■ YOUR TASK
Every line of the listing that holds the word "WorldHandle" should be returned.
══════════════════════════════
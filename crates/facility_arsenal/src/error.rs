//! Error types
//!
//! Таксономия:
//! - `ItemError` - ошибки callback'ов оружия (recoverable vs fatal для session)
//! - `HostError` - отказ host API (нет entity, слот вне диапазона, reject)
//! - `RegistryError` - повторная регистрация профиля
//! - `ConfigError` - чтение/парсинг/валидация RON конфига

use crate::host::HostEntity;
use thiserror::Error;

/// Error returned by the host boundary.
#[derive(Debug, Clone, PartialEq, Error)]
pub enum HostError {
    #[error("entity {0:?} does not exist")]
    NoSuchEntity(HostEntity),

    #[error("inventory slot {slot} is out of range")]
    SlotOutOfRange { slot: usize },

    #[error("host rejected the call: {0}")]
    Rejected(String),
}

/// Error raised from an `AdvancedItem` callback.
#[derive(Debug, Error)]
pub enum ItemError {
    /// Expected durability/ammo component missing (configuration defect).
    #[error("item `{item}` is missing its {component} component")]
    MissingComponent {
        item: String,
        component: &'static str,
    },

    /// Captured world handle no longer valid.
    #[error("stale handle: {0}")]
    StaleHandle(String),

    #[error("player {0:?} is no longer present")]
    PlayerGone(HostEntity),

    #[error("host call failed: {0}")]
    Host(#[from] HostError),

    #[error("invalid weapon state: {0}")]
    InvalidState(String),
}

impl ItemError {
    /// Recoverable errors skip the action for one tick; the session survives
    /// unless they repeat every tick.
    pub fn is_recoverable(&self) -> bool {
        matches!(
            self,
            ItemError::MissingComponent { .. } | ItemError::StaleHandle(_)
        )
    }

    pub fn missing(item: impl Into<String>, component: &'static str) -> Self {
        ItemError::MissingComponent {
            item: item.into(),
            component,
        }
    }
}

pub type ItemResult<T> = Result<T, ItemError>;

#[derive(Debug, Clone, PartialEq, Error)]
pub enum RegistryError {
    #[error("weapon profile `{0}` is already registered")]
    Duplicate(String),
}

#[derive(Debug, Error)]
pub enum ConfigError {
    #[error("failed to read config: {0}")]
    Io(#[from] std::io::Error),

    #[error("failed to parse config RON: {0}")]
    Parse(#[from] ron::error::SpannedError),

    #[error("invalid tuning for `{item}`: {reason}")]
    Invalid { item: String, reason: String },
}

#[cfg(test)]
mod tests {
    use super::*;

    #[test]
    fn test_recoverable_classification() {
        assert!(ItemError::missing("arsenal:carbine", "magazine").is_recoverable());
        assert!(ItemError::StaleHandle("slot 3".into()).is_recoverable());
        assert!(!ItemError::PlayerGone(HostEntity(7)).is_recoverable());
        assert!(!ItemError::Host(HostError::Rejected("nope".into())).is_recoverable());
    }

    #[test]
    fn test_messages() {
        let err = ItemError::missing("arsenal:storm_katana", "durability");
        assert_eq!(
            err.to_string(),
            "item `arsenal:storm_katana` is missing its durability component"
        );
        assert_eq!(
            RegistryError::Duplicate("x".into()).to_string(),
            "weapon profile `x` is already registered"
        );
    }
}
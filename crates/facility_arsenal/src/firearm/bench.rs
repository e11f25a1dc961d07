//! Attachment bench - deferred form на sneak + swing
//!
//! Форма захватывает слот оружия как `WorldHandle::InventorySlot`
//! (type + edit stamp). Если к моменту ответа предмет переложили или
//! изменили - continuation abort'ится, ничего не пишем.
//!
//! На ответ: пишем attachment property и бампаем edit stamp →
//! session manager видит другой `ItemKey` и пересоздаёт instance,
//! новый instance читает attachments в конструкторе.

use crate::error::{ItemError, ItemResult};
use crate::forms::{FormContinuation, WorldHandle};
use crate::host::{FormRequest, HostEntity, ItemHost, ItemSnapshot, PropertyValue, EDIT_STAMP_KEY};
use crate::logger;

use super::tuning::FirearmTuning;
use super::{MUZZLE_KEY, SIGHT_KEY};

#[derive(Clone, Debug, PartialEq)]
struct BenchOption {
    property: &'static str,
    /// None = remove the attachment
    value: Option<String>,
    label: String,
}

/// Pending attachment edit for one firearm slot.
#[derive(Clone, Debug)]
pub struct AttachmentBench {
    player: HostEntity,
    slot: usize,
    type_id: String,
    edit_stamp: Option<i64>,
    weapon_name: String,
    options: Vec<BenchOption>,
}

impl AttachmentBench {
    pub fn new(player: HostEntity, slot: usize, item: &ItemSnapshot, tuning: &FirearmTuning) -> Self {
        let mut options = Vec::new();
        if !tuning.sights.is_empty() {
            options.push(BenchOption {
                property: SIGHT_KEY,
                value: None,
                label: "Remove sight".into(),
            });
            options.extend(tuning.sights.iter().map(|s| BenchOption {
                property: SIGHT_KEY,
                value: Some(s.id.clone()),
                label: format!("Sight: {}", s.label),
            }));
        }
        if !tuning.muzzles.is_empty() {
            options.push(BenchOption {
                property: MUZZLE_KEY,
                value: None,
                label: "Remove muzzle".into(),
            });
            options.extend(tuning.muzzles.iter().map(|m| BenchOption {
                property: MUZZLE_KEY,
                value: Some(m.id.clone()),
                label: format!("Muzzle: {}", m.label),
            }));
        }

        Self {
            player,
            slot,
            type_id: item.type_id.clone(),
            edit_stamp: item.edit_stamp(),
            weapon_name: tuning.name.clone(),
            options,
        }
    }

    pub fn has_options(&self) -> bool {
        !self.options.is_empty()
    }

    pub fn request(&self) -> FormRequest {
        FormRequest {
            title: format!("{}: attachments", self.weapon_name),
            body: "Choose a modification".into(),
            buttons: self.options.iter().map(|o| o.label.clone()).collect(),
        }
    }
}

impl FormContinuation for AttachmentBench {
    fn handles(&self) -> Vec<WorldHandle> {
        vec![
            WorldHandle::Entity(self.player),
            WorldHandle::InventorySlot {
                player: self.player,
                slot: self.slot,
                type_id: self.type_id.clone(),
                edit_stamp: self.edit_stamp,
            },
        ]
    }

    fn resume(self: Box<Self>, host: &mut dyn ItemHost, player: HostEntity, button: usize) -> ItemResult<()> {
        let option = self
            .options
            .get(button)
            .ok_or_else(|| ItemError::InvalidState(format!("bench button {} out of range", button)))?;
        let mut item = host
            .inventory_item(player, self.slot)
            .ok_or_else(|| ItemError::StaleHandle(format!("slot {} emptied", self.slot)))?;

        match &option.value {
            Some(value) => item.set_property(option.property, PropertyValue::Text(value.clone())),
            None => {
                item.properties.remove(option.property);
            }
        }
        // Stamp строго растёт, даже если тик не сменился
        let stamp = (host.current_tick() as i64).max(self.edit_stamp.map_or(0, |s| s + 1));
        item.set_property(EDIT_STAMP_KEY, PropertyValue::Number(stamp as f64));

        host.set_inventory_item(player, self.slot, Some(item))?;
        logger::log(&format!(
            "🔧 {:?}: {} → {} (stamp {})",
            player, self.weapon_name, option.label, stamp
        ));
        Ok(())
    }

    fn label(&self) -> &str {
        "attachment bench"
    }
}
//! Simple moving average
//!
//! Index `i` is `None` until `period` closes have been seen ending at `i`, then
//! the arithmetic mean of `closes[i + 1 - period..=i]`.

use super::window::RunningWindow;
use crate::{Period, Result};

/// SMA over raw closes. `period == 0` is rejected.
pub fn sma(closes: &[f64], period: usize) -> Result<Vec<Option<f64>>> {
    let period = Period::new(period)?;
    Ok(sma_with(closes, period))
}

/// SMA with an already-validated period
pub fn sma_with(closes: &[f64], period: Period) -> Vec<Option<f64>> {
    let mut window = RunningWindow::new(period);
    closes
        .iter()
        .map(|&close| {
            window.push(close);
            window.mean()
        })
        .collect()
}

#[cfg(test)]
mod tests {
    use super::*;

    fn assert_series_eq(got: &[Option<f64>], want: &[Option<f64>]) {
        assert_eq!(got.len(), want.len());
        for (i, (g, w)) in got.iter().zip(want).enumerate() {
            match (g, w) {
                (None, None) => {}
                (Some(g), Some(w)) => assert!((g - w).abs() < 1e-9, "index {i}: {g} != {w}"),
                _ => panic!("index {i}: {g:?} != {w:?}"),
            }
        }
    }

    #[test]
    fn test_reference_series_period_3() {
        let closes = [10.0, 9.0, 8.0, 9.0, 10.0, 11.0, 9.0, 7.0, 8.0, 9.0, 10.0];
        let got = sma(&closes, 3).unwrap();
        let want = [
            None,
            None,
            Some(9.0),
            Some(26.0 / 3.0),
            Some(9.0),
            Some(10.0),
            Some(10.0),
            Some(9.0),
            Some(8.0),
            Some(8.0),
            Some(9.0),
        ];
        assert_series_eq(&got, &want);
    }

    #[test]
    fn test_period_zero_rejected() {
        assert!(sma(&[1.0, 2.0], 0).is_err());
    }

    #[test]
    fn test_short_series_all_absent() {
        let got = sma(&[1.0, 2.0, 3.0], 4).unwrap();
        assert_eq!(got, vec![None, None, None]);
        assert!(sma(&[], 3).unwrap().is_empty());
    }

    #[test]
    fn test_period_one_is_identity() {
        let closes = [4.0, 8.5, 1.25];
        let got = sma(&closes, 1).unwrap();
        assert_eq!(got, vec![Some(4.0), Some(8.5), Some(1.25)]);
    }

    #[test]
    fn test_matches_explicit_resum() {
        let closes: Vec<f64> = (0..200).map(|i| 100.0 + ((i * 37) % 23) as f64 * 0.7).collect();
        for period in [2, 5, 20, 50] {
            let got = sma(&closes, period).unwrap();
            let want: Vec<Option<f64>> = (0..closes.len())
                .map(|i| {
                    (i + 1 >= period)
                        .then(|| closes[i + 1 - period..=i].iter().sum::<f64>() / period as f64)
                })
                .collect();
            assert_eq!(got, want, "period {period}");
        }
    }

    #[test]
    fn test_spike_then_flat_matches_resum_exactly() {
        let got = sma(&[1e17, 1.0, 1.0, 1.0, 1.0], 2).unwrap();
        assert_eq!(got, vec![None, Some(5e16), Some(1.0), Some(1.0), Some(1.0)]);

        let mut closes = vec![98765.4321, 0.07];
        closes.extend([0.07; 20]);
        for period in [5, 20] {
            let got = sma(&closes, period).unwrap();
            let tail = closes[closes.len() - period..].iter().sum::<f64>() / period as f64;
            let last = got.last().copied().flatten().unwrap();
            assert_eq!(last.to_bits(), tail.to_bits(), "period {period}");
        }
    }
}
══════════════════════════════
■ ANSWER SECTION
//! Форма захватывает слот оружия как `WorldHandle::InventorySlot`
use crate::forms::{FormContinuation, WorldHandle};
    fn handles(&self) -> Vec<WorldHandle> {
            WorldHandle::Entity(self.player),
            WorldHandle::InventorySlot {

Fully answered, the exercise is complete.